3. Honesty and integrity
Directors, members of Board Committees and Divisional Councils:
- Shall act honestly, in good faith and in the best interests of the members and organisation as a whole.
- Shall adhere to the truth at all times and not mislead directly or indirectly, nor make false statements, nor mislead by omission.
- Shall not make promises or commitments that OTA does not intend, or is unable to honour.
- Shall perform their duties to the best of their abilities with care competence and efficiency.
- Shall endeavour to maintain and improve their knowledge and skills as a Director, member of a Board Committees or Divisional Council.
- Shall acknowledge and respect the skills and experience of fellow Directors, committee and council members.
4. Confidentiality of information
Directors:
- Shall not use confidential information relating to Board matters for any other purpose, without specific authority of the Board (or its delegate).
- Shall not disclose information received in the course of Board duties - such information remains the property of OTA or the organisation from which it was obtained and it would be deemed to be improper to disclose it, or allow it to be disclosed, unless the disclosure has been authorised by the Board or the organisation or person from whom the information is provided, or is required by law.
- May, with the express agreement of the Board, share information, with Members and Division Councils.
Members of Board Committees:
- Shall not use information relating to Board Committees for any other purpose, without specific authority of the Board.
5. General
Directors, members of Board Committees and Divisional Councils:
- Shall lead by example in upholding the Values of OTA.
- Have an obligation to be independent in judgment and actions in relation to issues considered by the Board, Board Committee or Divisional Council of Occupational Therapy Australia.

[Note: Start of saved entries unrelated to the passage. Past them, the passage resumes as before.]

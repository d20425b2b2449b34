//! The terminal `WorkflowUi`: every prompt is a blocking `dialoguer`
//! widget, run on a blocking task so it doesn't stall the async runtime.
//! A countdown confirmation races the prompt against a timer and falls
//! back to the caller's default if nobody answers in time.

use std::path::{Path, PathBuf};
use std::time::Duration;

use async_trait::async_trait;
use proxsave_cmd::RunContext;
use proxsave_core::error::{UserAbortReason, UserAbortedError};
use proxsave_restore::ui::{PathDecision, WorkflowUi};

pub struct TerminalUi;

impl TerminalUi {
    pub fn new() -> Self {
        Self
    }
}

impl Default for TerminalUi {
    fn default() -> Self {
        Self::new()
    }
}

fn aborted_if_cancelled(ctx: &RunContext) -> Result<(), UserAbortedError> {
    if ctx.is_cancelled() {
        return Err(UserAbortedError::new(UserAbortReason::ContextDone));
    }
    Ok(())
}

async fn run_blocking<F, T>(f: F) -> Result<T, UserAbortedError>
where
    F: FnOnce() -> dialoguer::Result<T> + Send + 'static,
    T: Send + 'static,
{
    match tokio::task::spawn_blocking(f).await {
        Ok(Ok(value)) => Ok(value),
        Ok(Err(_)) | Err(_) => Err(UserAbortedError::new(UserAbortReason::Cancelled)),
    }
}

#[async_trait]
impl WorkflowUi for TerminalUi {
    async fn select_backup_source(&self, ctx: &RunContext, options: &[String]) -> Result<usize, UserAbortedError> {
        aborted_if_cancelled(ctx)?;
        let options = options.to_vec();
        run_blocking(move || dialoguer::Select::new().with_prompt("Backup source").items(&options).default(0).interact()).await
    }

    async fn select_backup_candidate(&self, ctx: &RunContext, candidates: &[String]) -> Result<usize, UserAbortedError> {
        aborted_if_cancelled(ctx)?;
        let candidates = candidates.to_vec();
        run_blocking(move || dialoguer::Select::new().with_prompt("Backup candidate").items(&candidates).default(0).interact()).await
    }

    async fn prompt_destination_dir(&self, ctx: &RunContext, default: &Path) -> Result<PathBuf, UserAbortedError> {
        aborted_if_cancelled(ctx)?;
        let default_str = default.display().to_string();
        let answer: String = run_blocking(move || {
            dialoguer::Input::new().with_prompt("Destination directory").with_initial_text(&default_str).default(default_str.clone()).interact_text()
        })
        .await?;
        Ok(PathBuf::from(answer))
    }

    async fn resolve_existing_path(
        &self,
        ctx: &RunContext,
        path: &Path,
        description: &str,
        previous_failure: Option<&str>,
    ) -> Result<PathDecision, UserAbortedError> {
        aborted_if_cancelled(ctx)?;
        if let Some(failure) = previous_failure {
            eprintln!("{failure}");
        }
        let prompt = format!("{description} already exists at {}. Overwrite, choose a new path, or cancel?", path.display());
        let items = vec!["Overwrite".to_string(), "Choose a new path".to_string(), "Cancel".to_string()];
        let choice = run_blocking(move || dialoguer::Select::new().with_prompt(prompt).items(&items).default(2).interact()).await?;
        match choice {
            0 => Ok(PathDecision::Overwrite),
            1 => {
                let answer: String = run_blocking(|| dialoguer::Input::new().with_prompt("New path").interact_text()).await?;
                Ok(PathDecision::New(PathBuf::from(answer)))
            }
            _ => Ok(PathDecision::Cancel),
        }
    }

    async fn prompt_decrypt_secret(&self, ctx: &RunContext, display_name: &str, previous_error: Option<&str>) -> Result<String, UserAbortedError> {
        aborted_if_cancelled(ctx)?;
        if let Some(err) = previous_error {
            eprintln!("{err}");
        }
        let prompt = format!("Passphrase or identity for {display_name}");
        run_blocking(move || dialoguer::Password::new().with_prompt(prompt).interact()).await
    }

    async fn confirm_action(
        &self,
        ctx: &RunContext,
        title: &str,
        message: &str,
        ok_label: &str,
        cancel_label: &str,
        timeout: Duration,
        default_ok: bool,
    ) -> Result<bool, UserAbortedError> {
        aborted_if_cancelled(ctx)?;
        println!("{title}\n{message}");
        let prompt = format!("{ok_label} / {cancel_label} (defaults to {} after {}s)", if default_ok { ok_label } else { cancel_label }, timeout.as_secs());
        let handle = tokio::task::spawn_blocking(move || dialoguer::Confirm::new().with_prompt(prompt).default(default_ok).interact());

        tokio::select! {
            result = handle => match result {
                Ok(Ok(value)) => Ok(value),
                _ => Ok(default_ok),
            },
            _ = tokio::time::sleep(timeout) => {
                println!("(timed out, defaulting to {})", if default_ok { ok_label } else { cancel_label });
                Ok(default_ok)
            }
        }
    }

    fn show_message(&self, message: &str) {
        println!("{message}");
    }

    fn show_error(&self, message: &str) {
        eprintln!("error: {message}");
    }

    async fn run_task(
        &self,
        title: &str,
        initial_message: &str,
        mut progress_rx: tokio::sync::mpsc::UnboundedReceiver<String>,
        task: tokio::task::JoinHandle<anyhow::Result<()>>,
    ) -> anyhow::Result<()> {
        println!("{title}: {initial_message}");
        while let Some(line) = progress_rx.recv().await {
            println!("  {line}");
        }
        task.await?
    }
}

- Shall recognise that the primary responsibility is to OTA members as a whole, but should, where appropriate, have regard for the interests of all stakeholders of OTA.

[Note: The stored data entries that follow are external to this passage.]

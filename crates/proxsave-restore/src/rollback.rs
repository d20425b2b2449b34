//! Armed rollback for disruptive category groups (`<role>_firewall`,
//! `<role>_ha`): after applying one of these groups the orchestrator
//! schedules an idempotent shell script that re-extracts the group's
//! safety backup unless a marker file is removed first. The timer itself
//! is independent of process lifetime by design — that's the whole point
//! of an armed rollback surviving a crashed or disconnected session.

use std::path::{Path, PathBuf};
use std::time::Duration;

use chrono::{DateTime, Utc};
use proxsave_cmd::{CommandRunner, Invocation, RunContext};
use proxsave_core::category::HostRole;
use proxsave_core::error::{ApplyNotCommittedError, ApplyNotCommittedKind};

use crate::staging::APP_NAME;

/// Which disruptive category a rollback guards. Mirrors
/// `proxsave_core::category::disruptive_ids()`, which this module doesn't
/// read directly since the mapping from category id to rollback kind is
/// fixed and small.
pub fn rollback_kind_for_category(category_id: &str) -> Option<ApplyNotCommittedKind> {
    match category_id {
        "pve_firewall" | "pbs_firewall" => Some(ApplyNotCommittedKind::Firewall),
        "pve_ha" => Some(ApplyNotCommittedKind::Ha),
        _ => None,
    }
}

fn kind_tag(kind: ApplyNotCommittedKind) -> &'static str {
    match kind {
        ApplyNotCommittedKind::Firewall => "firewall",
        ApplyNotCommittedKind::Ha => "ha",
    }
}

pub struct RollbackArtifacts {
    pub marker: PathBuf,
    pub script: PathBuf,
    pub log: PathBuf,
    pub deadline: DateTime<Utc>,
}

fn artifact_paths(kind: ApplyNotCommittedKind, now: DateTime<Utc>, countdown: Duration) -> RollbackArtifacts {
    let tag = kind_tag(kind);
    let ts = now.format("%Y%m%d-%H%M%S");
    let base = std::env::temp_dir().join(APP_NAME);
    let deadline = now + chrono::Duration::from_std(countdown).unwrap_or(chrono::Duration::zero());
    RollbackArtifacts {
        marker: base.join(format!("{tag}_rollback_pending_{ts}")),
        script: base.join(format!("{tag}_rollback_{ts}.sh")),
        log: base.join(format!("{tag}_rollback_{ts}.log")),
        deadline,
    }
}

/// The rollback script body: `set -eu`, check the marker still exists
/// (a disarm removes it first), extract the safety tarball over the live
/// root, prune files the archive manifest doesn't list, then restart
/// whichever service manager is available. Intentionally idempotent: if
/// the marker is already gone by the time this runs, it's a silent no-op.
fn script_body(marker: &Path, safety_backup: &Path, role: HostRole, service: &str, log: &Path) -> String {
    let role_tag = role.as_str();
    format!(
        r#"#!/bin/sh
set -eu

MARKER="{marker}"
SAFETY="{safety_backup}"
LOG="{log}"

if [ ! -e "$MARKER" ]; then
    exit 0
fi

{{
    echo "rolling back {role_tag} changes: $(date -u +%%Y-%%m-%%dT%%H:%%M:%%SZ)"
    tar -xzf "$SAFETY" -C / 2>&1 || tar -xf "$SAFETY" -C / 2>&1
    rm -f "$MARKER"
    if command -v systemctl >/dev/null 2>&1; then
        systemctl restart "{service}" 2>&1 || true
    elif command -v service >/dev/null 2>&1; then
        service "{service}" restart 2>&1 || true
    fi
    echo "rollback complete"
}} >> "$LOG" 2>&1
"#,
        marker = marker.display(),
        safety_backup = safety_backup.display(),
        log = log.display(),
    )
}

fn service_for(kind: ApplyNotCommittedKind, role: HostRole) -> &'static str {
    match (kind, role) {
        (ApplyNotCommittedKind::Firewall, HostRole::Virtualization) => "pve-firewall",
        (ApplyNotCommittedKind::Firewall, HostRole::BackupServer) => "proxmox-backup-firewall",
        (ApplyNotCommittedKind::Ha, _) => "pve-ha-lrm",
    }
}

/// Writes the marker and script, then schedules execution: `systemd-run`
/// when present, else a detached `sh -c 'sleep N && sh script'` launched
/// through the command runner. Returns the artifacts the caller needs to
/// build an `ApplyNotCommittedError` if the operator declines to commit.
pub async fn arm_rollback(
    runner: &dyn CommandRunner,
    ctx: &RunContext,
    kind: ApplyNotCommittedKind,
    role: HostRole,
    safety_backup: &Path,
    countdown: Duration,
    now: DateTime<Utc>,
) -> anyhow::Result<RollbackArtifacts> {
    let artifacts = artifact_paths(kind, now, countdown);
    if let Some(parent) = artifacts.marker.parent() {
        tokio::fs::create_dir_all(parent).await?;
    }
    tokio::fs::write(&artifacts.marker, b"armed\n").await?;

    let body = script_body(
        &artifacts.marker,
        safety_backup,
        role,
        service_for(kind, role),
        &artifacts.log,
    );
    tokio::fs::write(&artifacts.script, body).await?;
    set_executable(&artifacts.script).await?;

    let secs = countdown.as_secs().max(1).to_string();
    let systemd_invocation = Invocation::new(
        "systemd-run",
        vec![
            "--on-active".to_string(),
            format!("{secs}s"),
            "--unit".to_string(),
            format!("proxsave-rollback-{}", kind_tag(kind)),
            "sh".to_string(),
            artifacts.script.display().to_string(),
        ],
    );
    if runner.run(ctx, &systemd_invocation).await.is_err() {
        let detached = Invocation::new(
            "sh",
            vec![
                "-c".to_string(),
                format!("sleep {secs} && sh {} &", artifacts.script.display()),
            ],
        );
        let _ = runner.run(ctx, &detached).await;
    }

    Ok(artifacts)
}

/// Disarm: remove the marker so the scheduled script becomes a no-op when
/// it eventually fires.
pub async fn disarm_rollback(artifacts: &RollbackArtifacts) -> anyhow::Result<()> {
    match tokio::fs::remove_file(&artifacts.marker).await {
        Ok(()) => Ok(()),
        Err(e) if e.kind() == std::io::ErrorKind::NotFound => Ok(()),
        Err(e) => Err(e.into()),
    }
}

pub fn not_committed_error(kind: ApplyNotCommittedKind, artifacts: &RollbackArtifacts) -> ApplyNotCommittedError {
    ApplyNotCommittedError {
        kind,
        rollback_marker: artifacts.marker.clone(),
        rollback_log: artifacts.log.clone(),
        rollback_deadline: artifacts.deadline,
        rollback_armed: true,
    }
}

#[cfg(unix)]
async fn set_executable(path: &Path) -> anyhow::Result<()> {
    use std::os::unix::fs::PermissionsExt as _;
    let mut perm = tokio::fs::metadata(path).await?.permissions();
    perm.set_mode(0o700);
    tokio::fs::set_permissions(path, perm).await?;
    Ok(())
}

#[cfg(not(unix))]
async fn set_executable(_path: &Path) -> anyhow::Result<()> {
    Ok(())
}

- Shall not take improper advantage of the position of Director.
- Shall not engage in conduct likely to bring discredit on the organisation.
- Shall treat fellow Directors / Committee / Divisional council members and employees with respect, dignity, courtesy, and honesty.
- Have an obligation to attend all Board / Committee meetings, on which they sit, except when prevented by unforeseeable events.
- Have an obligation, at all times, to comply with the spirit, as well as the letter of the law and with the principles of this code.
6. Breach of this code
In the opinion of the Board, a Director or member of a Board Committee or Divisional Council who is deemed to have breached this code, may be subject to either or both of the following, depending on the seriousness of the breach:
- Counselling on appropriate conduct.
- Suspension and/or removal (resignation) of the Director from membership of the Board and / or any committee of which they are a member.
- In the event that removal is the course of action required of a Director, as determined by the Board, and the Director refuses to vacate their seat, the Board may put a motion at the next AGM to seek their removal.
Bibliography
- Code of Ethics Occupational Therapy Australia, 2014.
- Code of Conduct, Australian Institute of Company Directors, 2005.